L’oro degli Ustaša
Recensione di: Roberto Frazzetta
TRAMA:
Trieste 1945: caccia al tesoro sul confine
1987: una giornalista arriva in Paraguay per intervistare un miliardario dall’oscuro passato. Obiettivo: scoprire la verità su una vicenda dell’immediato dopoguerra, quando un gruppo di contrabbandieri triestini fu reclutato da un agente americano per trasportare un carico clandestino dal confine al porto. Ma la vera posta in gioco era l’oro del dittatore croato Pavelić. Nella partita a scacchi tra est e ovest, le pedine sono le prime a essere sacrificate.
RECENSIONE:
Una delle caratteristiche più straordinarie di questo romanzo breve “L’oro degli Ustaša” di Denise Antonietti è la scrittura fluente e decisa che si muove su due piani temporali riuscendo a restituire comunque una narrazione solida e avvincente. La spy story, che ha dei contrabbandieri come personaggi principali, trascina il lettore in atmosfere intense e ricche di tensione che riportano alla memoria un’Italia tutta da ricostruire, ancora vittima saccheggiata dei vincitori della Guerra.
Denise Antonietti riesce a restituire vividamente le atmosfere del dopoguerra, un periodo segnato da disperazione, necessità di sopravvivenza e un senso di fragilità che si respira tra le pagine di questa storia. I protagonisti, Sante, Branko, Italo e Mira e il Biondo americano che propone loro un lavoro, sono tutti descritti con una profondità singolare aderente al periodo storico, un perfetto dualismo tra disperazione e forza di resistere alle difficoltà del momento. Si crea così, un bilico emotivo che arricchisce la narrazione di tensione, la stessa che ancora si vive e percepisce nei ricordi e nei racconti delle vicende di quel periodo storico.
L’Oro degli Ustaša si distingue anche per la capacità di esplorare temi universali come l’amicizia di gruppo, gli amori inespressi e i legami nascosti che si tessono tra le righe, offrendo al lettore un quadro complesso e autentico delle relazioni umane in un contesto di grande instabilità. La città di Trieste, unica città italiana divisa per anni da un muro, fa da sfondo a questa trama avvolgente, diventando quasi un personaggio a sé stante, simbolo di divisione, speranza e ricostruzione.

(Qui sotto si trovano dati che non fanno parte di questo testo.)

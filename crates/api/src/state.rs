use std::sync::Arc;

use licmon_controller::ArubaClient;
use licmon_core::config::MonitorConfig;
use licmon_poller::{
    ConfigStore, MonitorState, PollScheduler, SchedulerSettings, SingletonLock, SnapshotStore,
};
use tokio::sync::Mutex;

use crate::config::ServerConfig;

/// The poll scheduler driving the Aruba REST client.
pub type Scheduler = PollScheduler<ArubaClient>;

/// Shared application state available to all Axum handlers via `State<AppState>`.
///
/// This is cheaply cloneable (inner data is behind `Arc`).
#[derive(Clone)]
pub struct AppState {
    /// Server configuration.
    pub config: Arc<ServerConfig>,
    /// Active monitor configuration and latest snapshot.
    pub monitor: Arc<MonitorState>,
    /// Background poller.
    pub scheduler: Arc<Scheduler>,
    /// Persistence of the monitor configuration.
    pub config_store: Arc<ConfigStore>,
    /// Serializes configuration updates together with their write to disk.
    pub config_writes: Arc<Mutex<()>>,
}

impl AppState {
    /// Wire the monitor state, stores and scheduler for `config`.
    ///
    /// The scheduler is created stopped; the caller decides whether to
    /// start it.
    pub fn new(config: ServerConfig, monitor_config: MonitorConfig, client: ArubaClient) -> Self {
        let monitor = Arc::new(MonitorState::from_config(monitor_config));
        let lock = config
            .lock_path
            .clone()
            .map(SingletonLock::new)
            .unwrap_or_default();
        let scheduler = PollScheduler::new(
            client,
            Arc::clone(&monitor),
            SnapshotStore::new(&config.data_dir),
            lock,
            SchedulerSettings::default(),
        );

        Self {
            config_store: Arc::new(ConfigStore::new(&config.data_dir)),
            config: Arc::new(config),
            monitor,
            scheduler: Arc::new(scheduler),
            config_writes: Arc::new(Mutex::new(())),
        }
    }
}
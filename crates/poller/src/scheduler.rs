//! The background poll loop and its lifecycle.
//!
//! [`PollScheduler`] owns at most one loop task. Starting replaces the
//! active configuration, stops the previous loop (bounded by
//! [`SchedulerSettings::stop_timeout`]), takes the host-wide
//! [`SingletonLock`] and spawns a fresh loop that holds the lock until it
//! exits. The loop sleeps between cycles in a `select!` with its
//! cancellation token, so a stop interrupts the sleep at once.

use std::collections::HashSet;
use std::fmt;
use std::sync::{Arc, Mutex as StdMutex};
use std::time::{Duration, Instant};

use chrono::Utc;
use licmon_controller::{collect_license_usage, ControllerError, ControllerTarget, DeviceSessionClient};
use licmon_core::config::MonitorConfig;
use licmon_core::evaluator;
use licmon_core::snapshot::UsageSnapshot;
use tokio::sync::{watch, Mutex};
use tokio::task::JoinHandle;
use tokio_util::sync::CancellationToken;
use uuid::Uuid;

use crate::lock::{LockError, LockHandle, SingletonLock};
use crate::snapshot_store::SnapshotStore;
use crate::state::{ActiveConfig, MonitorState};

/// Wait after a failed cycle before trying again.
pub const DEFAULT_RETRY_DELAY: Duration = Duration::from_secs(60);

/// How long a stop waits for the loop to exit before aborting it.
pub const DEFAULT_STOP_TIMEOUT: Duration = Duration::from_secs(5);

// ---------------------------------------------------------------------------
// Errors
// ---------------------------------------------------------------------------

/// Error type for scheduler lifecycle operations.
#[derive(Debug, thiserror::Error)]
pub enum SchedulerError {
    #[error(transparent)]
    Lock(#[from] LockError),
}

/// Error type for a single poll cycle.
#[derive(Debug, thiserror::Error)]
pub enum CycleError {
    #[error("Controller address and credentials are not configured")]
    NotConfigured,

    #[error(transparent)]
    Controller(#[from] ControllerError),
}

// ---------------------------------------------------------------------------
// Types
// ---------------------------------------------------------------------------

/// Lifecycle of the poll loop.
#[derive(Debug, Clone, Copy, PartialEq, Eq)]
pub enum SchedulerState {
    Stopped,
    Starting,
    Running,
    Stopping,
}

impl SchedulerState {
    pub fn as_str(self) -> &'static str {
        match self {
            SchedulerState::Stopped => "stopped",
            SchedulerState::Starting => "starting",
            SchedulerState::Running => "running",
            SchedulerState::Stopping => "stopping",
        }
    }
}

impl fmt::Display for SchedulerState {
    fn fmt(&self, f: &mut fmt::Formatter<'_>) -> fmt::Result {
        f.write_str(self.as_str())
    }
}

/// Result of [`PollScheduler::start`].
#[derive(Debug, Clone, Copy, PartialEq, Eq)]
pub enum StartOutcome {
    Started,
    /// Another process holds the singleton lock; nothing was spawned.
    LockBusy,
}

/// Tunables of the scheduler.
#[derive(Debug, Clone)]
pub struct SchedulerSettings {
    pub retry_delay: Duration,
    pub stop_timeout: Duration,
}

impl Default for SchedulerSettings {
    fn default() -> Self {
        Self {
            retry_delay: DEFAULT_RETRY_DELAY,
            stop_timeout: DEFAULT_STOP_TIMEOUT,
        }
    }
}

/// Identity of one loop invocation.
#[derive(Debug, Clone, Copy, PartialEq, Eq, Hash)]
pub struct LoopId(Uuid);

impl LoopId {
    fn new() -> Self {
        Self(Uuid::new_v4())
    }
}

impl fmt::Display for LoopId {
    fn fmt(&self, f: &mut fmt::Formatter<'_>) -> fmt::Result {
        self.0.fmt(f)
    }
}

type LoopRegistry = Arc<StdMutex<HashSet<LoopId>>>;

/// Membership of a loop in the active set, removed on drop so an aborted
/// loop unregisters too.
struct LoopRegistration {
    registry: LoopRegistry,
    id: LoopId,
}

impl LoopRegistration {
    /// Register `id`, or `None` when it is already registered.
    fn register(registry: &LoopRegistry, id: LoopId) -> Option<Self> {
        let mut loops = registry.lock().unwrap_or_else(|e| e.into_inner());
        loops.insert(id).then(|| Self {
            registry: registry.clone(),
            id,
        })
    }
}

impl Drop for LoopRegistration {
    fn drop(&mut self) {
        let mut loops = self.registry.lock().unwrap_or_else(|e| e.into_inner());
        loops.remove(&self.id);
    }
}

struct RunningLoop {
    id: LoopId,
    cancel: CancellationToken,
    handle: JoinHandle<()>,
}

// ---------------------------------------------------------------------------
// PollScheduler
// ---------------------------------------------------------------------------

/// Everything the loop task needs, shared with the scheduler handle.
struct Shared<C> {
    client: C,
    state: Arc<MonitorState>,
    snapshots: SnapshotStore,
    settings: SchedulerSettings,
    loops: LoopRegistry,
    /// Serializes cycles between the loop and [`PollScheduler::refresh_now`].
    cycle: Mutex<()>,
}

/// Owner of the background poll loop.
pub struct PollScheduler<C> {
    shared: Arc<Shared<C>>,
    lock: SingletonLock,
    running: Mutex<Option<RunningLoop>>,
    status: watch::Sender<SchedulerState>,
}

impl<C: DeviceSessionClient> PollScheduler<C> {
    pub fn new(
        client: C,
        state: Arc<MonitorState>,
        snapshots: SnapshotStore,
        lock: SingletonLock,
        settings: SchedulerSettings,
    ) -> Self {
        let (status, _) = watch::channel(SchedulerState::Stopped);
        Self {
            shared: Arc::new(Shared {
                client,
                state,
                snapshots,
                settings,
                loops: Arc::new(StdMutex::new(HashSet::new())),
                cycle: Mutex::new(()),
            }),
            lock,
            running: Mutex::new(None),
            status,
        }
    }

    pub fn monitor_state(&self) -> &Arc<MonitorState> {
        &self.shared.state
    }

    /// Current lifecycle state.
    pub fn state(&self) -> SchedulerState {
        *self.status.borrow()
    }

    /// Receiver observing lifecycle changes.
    pub fn subscribe(&self) -> watch::Receiver<SchedulerState> {
        self.status.subscribe()
    }

    /// Number of registered loops; 0 or 1.
    pub fn active_loops(&self) -> usize {
        self.shared
            .loops
            .lock()
            .unwrap_or_else(|e| e.into_inner())
            .len()
    }

    /// Replace the active configuration without touching the loop.
    pub async fn configure(&self, active: impl Into<ActiveConfig>) {
        self.shared.state.replace(active.into()).await;
    }

    /// Apply a configuration and (re)start the loop.
    ///
    /// A plain [`MonitorConfig`] whose notification channels cannot be
    /// built still starts polling, with notifications disabled. When the
    /// singleton lock is held elsewhere the scheduler stays stopped and
    /// `LockBusy` is returned.
    pub async fn start(&self, active: impl Into<ActiveConfig>) -> Result<StartOutcome, SchedulerError> {
        let active = active.into();
        let mut running = self.running.lock().await;

        self.shared.state.replace(active).await;

        if let Some(previous) = running.take() {
            self.stop_loop(previous).await;
        }

        self.status.send_replace(SchedulerState::Starting);
        let lock_handle = match self.lock.acquire() {
            Ok(handle) => handle,
            Err(LockError::Busy(path)) => {
                tracing::info!(
                    path = %path.display(),
                    "Poller lock held by another process, not starting"
                );
                self.status.send_replace(SchedulerState::Stopped);
                return Ok(StartOutcome::LockBusy);
            }
            Err(e) => {
                self.status.send_replace(SchedulerState::Stopped);
                return Err(e.into());
            }
        };

        let id = LoopId::new();
        let cancel = CancellationToken::new();
        let handle = tokio::spawn(run_loop(
            self.shared.clone(),
            id,
            cancel.clone(),
            lock_handle,
        ));
        *running = Some(RunningLoop { id, cancel, handle });

        self.status.send_replace(SchedulerState::Running);
        tracing::info!(loop_id = %id, "Poll scheduler started");
        Ok(StartOutcome::Started)
    }

    /// Stop the loop, waiting at most `stop_timeout` for it to exit.
    pub async fn stop(&self) {
        let mut running = self.running.lock().await;
        if let Some(previous) = running.take() {
            self.stop_loop(previous).await;
        }
        self.status.send_replace(SchedulerState::Stopped);
    }

    /// Run one cycle now on the caller's task.
    pub async fn refresh_now(&self) -> Result<Arc<UsageSnapshot>, CycleError> {
        self.shared.run_cycle().await
    }

    // ---- private helpers ----

    async fn stop_loop(&self, mut previous: RunningLoop) {
        self.status.send_replace(SchedulerState::Stopping);
        tracing::info!(loop_id = %previous.id, "Stopping poll loop");
        previous.cancel.cancel();

        let timeout = self.shared.settings.stop_timeout;
        if tokio::time::timeout(timeout, &mut previous.handle)
            .await
            .is_err()
        {
            tracing::warn!(
                loop_id = %previous.id,
                timeout_secs = timeout.as_secs_f64(),
                "Poll loop did not stop in time, aborting"
            );
            previous.handle.abort();
            // The aborted task drops its lock handle and registration.
            let _ = previous.handle.await;
        }
    }
}

impl<C: DeviceSessionClient> Shared<C> {
    async fn run_cycle(&self) -> Result<Arc<UsageSnapshot>, CycleError> {
        let _cycle = self.cycle.lock().await;
        let active = self.state.active().await;
        let target = ControllerTarget::from_config(&active.config).ok_or(CycleError::NotConfigured)?;

        let started = Instant::now();
        let snapshot = Arc::new(collect_license_usage(&self.client, &target).await?);
        self.state.publish_snapshot(snapshot.clone()).await;

        if let Err(e) = self.snapshots.persist(&snapshot).await {
            tracing::error!(error = %e, "Failed to write snapshot record");
        }

        let alerts = evaluator::evaluate(&snapshot, &active.config.alert_settings, Utc::now());
        let mut failed = 0usize;
        for alert in &alerts {
            if active.dispatcher.dispatch_alert(alert).await.is_err() {
                failed += 1;
            }
        }

        if active.config.enable_notifications {
            active.dispatcher.dispatch_report(&snapshot).await;
        }

        tracing::info!(
            controller = %target.address,
            alerts = alerts.len(),
            failed_alerts = failed,
            elapsed_ms = started.elapsed().as_millis() as u64,
            "Poll cycle completed"
        );
        Ok(snapshot)
    }
}

async fn run_loop<C: DeviceSessionClient>(
    shared: Arc<Shared<C>>,
    id: LoopId,
    cancel: CancellationToken,
    lock_handle: LockHandle,
) {
    let Some(_registration) = LoopRegistration::register(&shared.loops, id) else {
        tracing::warn!(loop_id = %id, "Poll loop already running, exiting");
        return;
    };
    let _lock_handle = lock_handle;

    tracing::info!(loop_id = %id, "Poll loop started");

    while !cancel.is_cancelled() {
        let config = shared.state.config().await;
        let wait = if !config.has_controller_credentials() {
            tracing::debug!("Controller not configured, skipping cycle");
            config.poll_interval()
        } else {
            match shared.run_cycle().await {
                Ok(_) => config.poll_interval(),
                Err(e) => {
                    tracing::error!(error = %e, "Poll cycle failed");
                    shared.settings.retry_delay
                }
            }
        };

        tokio::select! {
            _ = cancel.cancelled() => break,
            _ = tokio::time::sleep(wait) => {}
        }
    }

    tracing::info!(loop_id = %id, "Poll loop stopped");
}
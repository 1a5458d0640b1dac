use axum::routing::get;
use axum::{Json, Router};
use serde::Serialize;

use crate::state::AppState;

#[derive(Serialize)]
struct HealthResponse {
    status: &'static str,
    version: &'static str,
}

async fn health_check() -> Json<HealthResponse> {
    Json(HealthResponse {
        status: "ok",
        version: env!("CARGO_PKG_VERSION"),
    })
}

pub fn router() -> Router<AppState> {
    Router::new().route("/health", get(health_check))
}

Il ritmo serrato e l’accuratezza storica rendono questa narrazione un romanzo di spionaggio emozionante, dove ogni dettaglio contribuisce a creare un mosaico di intrighi e misteri, mantenendo alta la suspense fino all’ultima pagina. La capacità di Denise Antonietti di intrecciare passato e presente, tra caccia al tesoro e vicende di confine, rende questa lettura un’esperienza davvero originale.
Consiglio vivamente “L’Oro degli Ustaša” a chi ama le storie di spionaggio, di amicizia e di segreti nel contesto di una Trieste ancora intrisa di memorie e contrasti. Un’opera che fa riflettere sulla complessità della storia e sulle scelte umane, con uno stile impeccabile che rende ogni capitolo una piacevole lettura.
Editore: Delos Digital (collana Greyhound)
Pagine: 80
Anno di pubblicazione: 2025
AUTRICE:

Denise Antonietti, nata a Feltre, laureata in archeologia, vive tra Napoli e gli USA. Ha esordito con il romanzo Trans-Sibérien – Il mistero dell’oro degli Zar e pubblicato racconti in numerose antologie. Vincitrice del Premio Altieri 2023, sotto il nome Denise Jane ha inaugurato la serie Emerson Ray per Segretissimo Mondadori. Scrive recensioni e si occupa della segreteria del Festival del Giallo di Napoli.